While rates remain below where they stood a year ago, many home shoppers have had to recalibrate their budgets—a shift that is expected to dampen sales activity in the months ahead.

Sellers are adjusting expectations
Despite the headwinds for buyers, new data shows some encouraging signs on the supply side. Sellers entering the market appear to be moderating their price expectations, with the typical asking price running nearly 2% below year-ago levels. New listings, however, have fluctuated from week to week, limiting how much buyers can benefit from the softer pricing.
Total inventory continues to rise as homes sit on the market longer, reflecting a degree of patience among buyers who appear to be in no rush to close.
The best time to sell is almost here
The timing of all this matters. Spring carries an outsized influence on the housing market, as a seasonal uptick in shopping activity historically tilts conditions in sellers’ favor. Nationally, the best time to sell is the week of April 12–18, 2026, according to Realtor.com® senior economic research analyst Hannah Jones.
But sellers in several markets don’t need to wait that long. The optimal window to list in Cincinnati, Seattle, and Grand Rapids, MI, arrives next week, March 29–April 4. Just recently, 16 markets hit their peak seasonal timing this week, March 22–28.
Luxury housing, mobile homes, and renters: What new research shows
The Realtor.com economic research team has released three reports that shed additional light on different corners of the housing market.
Raleigh and Washington, DC: A Luxury Connection
Senior economist Anthony Smith examines the luxury housing markets in Raleigh-Cary, NC, and the Washington, DC, metro area. Beyond geographic proximity, both markets share a foundation in knowledge-work industries. That connection shows up in the data: The DC metro area ranks as the top source market for out-of-town home shoppers looking at properties in Raleigh-Cary.

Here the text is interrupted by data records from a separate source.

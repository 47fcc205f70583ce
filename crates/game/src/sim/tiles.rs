use std::collections::HashMap;

use engine::Vec2;

use super::geometry::Rect;

/// One solid (or tagged) cell of level geometry. Never mutated after load.
pub type TileRect = Rect;

const SOLID_GLYPH: char = '#';
const BOOSTED_JUMP_GLYPH: char = '^';
const PLAYER_SPAWN_GLYPH: char = 'P';
const BOSS_SPAWN_GLYPH: char = 'B';

/// Static lookup of solid rectangles plus the non-solid regions tagged for the
/// boosted jump. Built once at level load and shared read-only afterwards.
#[derive(Debug, Clone)]
pub struct TileCollisionIndex {
    cell_size: f32,
    solids: Vec<TileRect>,
    boosted: Vec<TileRect>,
    solid_cells: HashMap<(i32, i32), Vec<usize>>,
    bounds: Rect,
}

impl TileCollisionIndex {
    /// `cell_size` is the bucket size of the lookup grid; tiles may span
    /// several buckets. `bounds` is the playable level rectangle.
    pub fn new(cell_size: f32, bounds: Rect, solids: Vec<TileRect>, boosted: Vec<TileRect>) -> Self {
        let cell_size = if cell_size.is_finite() && cell_size > 0.0 {
            cell_size
        } else {
            32.0
        };
        let mut solid_cells: HashMap<(i32, i32), Vec<usize>> = HashMap::new();
        for (index, tile) in solids.iter().enumerate() {
            for cell in cells_covering(tile, cell_size) {
                solid_cells.entry(cell).or_default().push(index);
            }
        }
        Self {
            cell_size,
            solids,
            boosted,
            solid_cells,
            bounds,
        }
    }

    /// Every solid tile that strictly overlaps `rect`, in load order.
    pub fn rects_overlapping(&self, rect: &Rect) -> Vec<TileRect> {
        let mut indices: Vec<usize> = cells_covering(rect, self.cell_size)
            .filter_map(|cell| self.solid_cells.get(&cell))
            .flatten()
            .copied()
            .collect();
        indices.sort_unstable();
        indices.dedup();
        indices
            .into_iter()
            .map(|index| self.solids[index])
            .filter(|tile| tile.overlaps(rect))
            .collect()
    }

    pub fn any_overlapping(&self, rect: &Rect) -> bool {
        cells_covering(rect, self.cell_size)
            .filter_map(|cell| self.solid_cells.get(&cell))
            .flatten()
            .any(|index| self.solids[*index].overlaps(rect))
    }

    pub fn boosted_overlapping(&self, rect: &Rect) -> bool {
        self.boosted.iter().any(|region| region.overlaps(rect))
    }

    pub fn solids(&self) -> &[TileRect] {
        &self.solids
    }

    pub fn boosted_regions(&self) -> &[TileRect] {
        &self.boosted
    }

    pub fn bounds(&self) -> Rect {
        self.bounds
    }

    pub fn cell_size(&self) -> f32 {
        self.cell_size
    }
}

fn cells_covering(rect: &Rect, cell_size: f32) -> impl Iterator<Item = (i32, i32)> {
    let min_x = (rect.left() / cell_size).floor() as i32;
    let max_x = (rect.right() / cell_size).ceil() as i32 - 1;
    let min_y = (rect.top() / cell_size).floor() as i32;
    let max_y = (rect.bottom() / cell_size).ceil() as i32 - 1;
    (min_y..=max_y.max(min_y)).flat_map(move |cy| (min_x..=max_x.max(min_x)).map(move |cx| (cx, cy)))
}

/// Level geometry plus the spawn points found in the layout.
#[derive(Debug, Clone)]
pub struct Level {
    pub tiles: TileCollisionIndex,
    pub player_spawn: Vec2,
    pub boss_spawn: Vec2,
}

impl Level {
    /// Builds a level from text rows: `#` solid, `^` boosted-jump region,
    /// `P` player spawn and `B` boss spawn (top-left of their cell). Any other
    /// character is empty space. Missing spawns fall back to the top-left
    /// cell for the player and the top-right cell for the boss.
    pub fn from_rows<S: AsRef<str>>(rows: &[S], tile_size: f32) -> Self {
        let tile_size = if tile_size.is_finite() && tile_size > 0.0 {
            tile_size
        } else {
            32.0
        };
        let mut solids = Vec::new();
        let mut boosted = Vec::new();
        let mut player_spawn = None;
        let mut boss_spawn = None;
        let mut columns = 0usize;

        for (row_index, row) in rows.iter().enumerate() {
            let row = row.as_ref();
            columns = columns.max(row.chars().count());
            for (column_index, glyph) in row.chars().enumerate() {
                let cell = Rect::new(
                    column_index as f32 * tile_size,
                    row_index as f32 * tile_size,
                    tile_size,
                    tile_size,
                );
                match glyph {
                    SOLID_GLYPH => solids.push(cell),
                    BOOSTED_JUMP_GLYPH => boosted.push(cell),
                    PLAYER_SPAWN_GLYPH => player_spawn = Some(Vec2 { x: cell.x, y: cell.y }),
                    BOSS_SPAWN_GLYPH => boss_spawn = Some(Vec2 { x: cell.x, y: cell.y }),
                    _ => {}
                }
            }
        }

        let bounds = Rect::new(
            0.0,
            0.0,
            columns as f32 * tile_size,
            rows.len() as f32 * tile_size,
        );
        let fallback_boss = Vec2 {
            x: (bounds.width - tile_size).max(0.0),
            y: 0.0,
        };
        Self {
            tiles: TileCollisionIndex::new(tile_size, bounds, solids, boosted),
            player_spawn: player_spawn.unwrap_or_default(),
            boss_spawn: boss_spawn.unwrap_or(fallback_boss),
        }
    }
}

#[cfg(test)]
mod tests {
    use super::*;

    #[test]
    fn layout_glyphs_become_tiles_and_spawns() {
        let level = Level::from_rows(&["P..B", "..^.", "####"], 32.0);

        assert_eq!(level.tiles.solids().len(), 4);
        assert_eq!(level.tiles.boosted_regions().len(), 1);
        assert_eq!(level.player_spawn, Vec2 { x: 0.0, y: 0.0 });
        assert_eq!(level.boss_spawn, Vec2 { x: 96.0, y: 0.0 });
        assert_eq!(level.tiles.bounds(), Rect::new(0.0, 0.0, 128.0, 96.0));
    }

    #[test]
    fn overlap_query_returns_only_touching_solids() {
        let level = Level::from_rows(&["....", "#..#", "####"], 32.0);
        let probe = Rect::new(20.0, 40.0, 20.0, 20.0);

        let hits = level.tiles.rects_overlapping(&probe);
        assert_eq!(hits, vec![Rect::new(0.0, 32.0, 32.0, 32.0)]);
        assert!(level.tiles.any_overlapping(&probe));
    }

    #[test]
    fn empty_result_is_valid() {
        let level = Level::from_rows(&["....", "####"], 32.0);
        let probe = Rect::new(10.0, 0.0, 20.0, 31.0);

        assert!(level.tiles.rects_overlapping(&probe).is_empty());
        assert!(!level.tiles.any_overlapping(&probe));
    }

    #[test]
    fn query_spanning_cells_does_not_duplicate_wide_tiles() {
        let wide = Rect::new(0.0, 64.0, 128.0, 32.0);
        let index = TileCollisionIndex::new(
            32.0,
            Rect::new(0.0, 0.0, 128.0, 96.0),
            vec![wide],
            Vec::new(),
        );
        let probe = Rect::new(10.0, 60.0, 90.0, 10.0);

        assert_eq!(index.rects_overlapping(&probe), vec![wide]);
    }

    #[test]
    fn boosted_regions_are_not_solid() {
        let level = Level::from_rows(&["^^", "##"], 32.0);
        let probe = Rect::new(4.0, 4.0, 10.0, 10.0);

        assert!(level.tiles.boosted_overlapping(&probe));
        assert!(!level.tiles.any_overlapping(&probe));
    }

    #[test]
    fn missing_spawns_fall_back_to_corners() {
        let level = Level::from_rows(&["....", "####"], 16.0);

        assert_eq!(level.player_spawn, Vec2 { x: 0.0, y: 0.0 });
        assert_eq!(level.boss_spawn, Vec2 { x: 48.0, y: 0.0 });
    }
}
use std::env;
use std::fs;
use std::path::{Path, PathBuf};

use thiserror::Error;

pub mod app;
pub mod assets;

pub use app::{
    run_app, run_app_with_metrics, screen_to_world, world_to_screen, AppError, Camera2D,
    DrawCommand, DrawList, DrawSpace, InputAction, InputSnapshot, LoopConfig, LoopMetricsSnapshot,
    MetricsHandle, Renderer, Scene, SceneCommand, Vec2, Viewport, PLACEHOLDER_COLOR,
    SLOW_FRAME_ENV_VAR,
};
pub use assets::{load_rgba, load_sprite, sprite_image_path, AssetError, LoadedImage, SpriteKeyError};

pub const ROOT_ENV_VAR: &str = "FLOIOIDE_ROOT";

#[derive(Debug, Clone)]
pub struct AppPaths {
    pub root: PathBuf,
    pub assets_dir: PathBuf,
}

impl AppPaths {
    /// Paths for an explicit root, without checking that it looks like the repo.
    pub fn from_root(root: impl Into<PathBuf>) -> Self {
        let root = root.into();
        let assets_dir = root.join("assets");
        Self { root, assets_dir }
    }

    pub fn config_dir(&self) -> PathBuf {
        self.assets_dir.join("config")
    }
}

#[derive(Debug, Error)]
pub enum StartupError {
    #[error("failed to read environment variable {var}: {source}")]
    EnvVar {
        var: &'static str,
        #[source]
        source: env::VarError,
    },
    #[error("failed to resolve current executable path: {0}")]
    CurrentExe(#[source] std::io::Error),
    #[error("current executable path has no parent directory: {0}")]
    ExeHasNoParent(PathBuf),
    #[error(
        "FLOIOIDE_ROOT is set but does not point to a valid project root: {path}\n\
A valid root must contain Cargo.toml and either crates/ or assets/."
    )]
    InvalidEnvRoot { path: PathBuf },
    #[error(
        "Could not detect project root by walking upward from executable directory: {start_dir}\n\
Expected a directory containing Cargo.toml and either crates/ or assets/.\n\
Set {env_var} explicitly, for example:\n\
Bash/zsh: export {env_var}=\"/path/to/floioide\""
    )]
    RootNotFound {
        start_dir: PathBuf,
        env_var: &'static str,
    },
}

pub fn resolve_app_paths() -> Result<AppPaths, StartupError> {
    resolve_root().map(AppPaths::from_root)
}

fn resolve_root() -> Result<PathBuf, StartupError> {
    match env::var(ROOT_ENV_VAR) {
        Ok(value) => {
            let raw = PathBuf::from(value);
            let normalized = normalize_path(&raw);
            if is_repo_marker(&normalized) {
                Ok(normalized)
            } else {
                Err(StartupError::InvalidEnvRoot { path: normalized })
            }
        }
        Err(env::VarError::NotPresent) => {
            let exe = env::current_exe().map_err(StartupError::CurrentExe)?;
            let exe_dir = exe
                .parent()
                .map(Path::to_path_buf)
                .ok_or_else(|| StartupError::ExeHasNoParent(exe.clone()))?;

            find_root_above(&exe_dir).ok_or_else(|| StartupError::RootNotFound {
                start_dir: normalize_path(&exe_dir),
                env_var: ROOT_ENV_VAR,
            })
        }
        Err(source) => Err(StartupError::EnvVar {
            var: ROOT_ENV_VAR,
            source,
        }),
    }
}

fn find_root_above(start: &Path) -> Option<PathBuf> {
    start
        .ancestors()
        .find(|candidate| is_repo_marker(candidate))
        .map(normalize_path)
}

fn is_repo_marker(path: &Path) -> bool {
    let cargo_toml = path.join("Cargo.toml").is_file();
    let has_crates = path.join("crates").is_dir();
    let has_assets = path.join("assets").is_dir();

    cargo_toml && (has_crates || has_assets)
}

fn normalize_path(path: &Path) -> PathBuf {
    fs::canonicalize(path).unwrap_or_else(|_| path.to_path_buf())
}

#[cfg(test)]
mod tests {
    use super::*;

    #[test]
    fn repo_marker_requires_cargo_toml() {
        let dir = tempfile::tempdir().expect("tempdir");
        fs::create_dir(dir.path().join("assets")).expect("assets dir");
        assert!(!is_repo_marker(dir.path()));

        fs::write(dir.path().join("Cargo.toml"), "[workspace]\n").expect("cargo toml");
        assert!(is_repo_marker(dir.path()));
    }

    #[test]
    fn root_is_found_from_nested_target_directory() {
        let dir = tempfile::tempdir().expect("tempdir");
        fs::write(dir.path().join("Cargo.toml"), "[workspace]\n").expect("cargo toml");
        fs::create_dir(dir.path().join("crates")).expect("crates dir");
        let nested = dir.path().join("target").join("debug");
        fs::create_dir_all(&nested).expect("nested");

        let root = find_root_above(&nested).expect("root");
        assert_eq!(root, normalize_path(dir.path()));
    }

    #[test]
    fn app_paths_derive_assets_and_config_dirs() {
        let paths = AppPaths::from_root("/srv/floioide");
        assert_eq!(paths.assets_dir, PathBuf::from("/srv/floioide/assets"));
        assert_eq!(
            paths.config_dir(),
            PathBuf::from("/srv/floioide/assets/config")
        );
    }
}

Mobile Homes: Lower Cost, Uneven Distribution
Senior economist Joel Berner‘s report finds that mobile homes represent a more affordable—if less common—housing option across the country. They are concentrated in nonmetro areas and warmer climates, with notable concentrations in Florida and the Southwest.
Who’s Renting—and Why Affordability Is the Common Thread
Economist Jiayi Xu breaks down today’s renter population into three major groups: young households (31.9%), family households (44.3%), and long-term renters (36.1%). Together, with some overlap across categories, these groups account for more than 80% of all renter households. Across all three, affordability emerges as the defining challenge.
Young households are gravitating not toward major metros but to midsized cities—Colorado Springs, CO, Austin, TX, and Denver top the list—where rents are more manageable and the need for roommates is lower.
Family households are concentrated in majority-minority markets across California, Texas, and Florida, where affordability is under the most strain.
Markets like McAllen, TX, Stockton, CA, Bakersfield, CA, Riverside, CA, Miami, and Honolulu rank among the highest for family renter share.
Generational wealth plays a role, as homeownership rates among minority households remain lower and the financial benefits of owning are passed down less often.
Long-term renters cluster in rent-regulated cities like New York City and Los Angeles, where stabilization policies can keep rents relatively affordable but may also limit residents’ ability—or incentive—to move.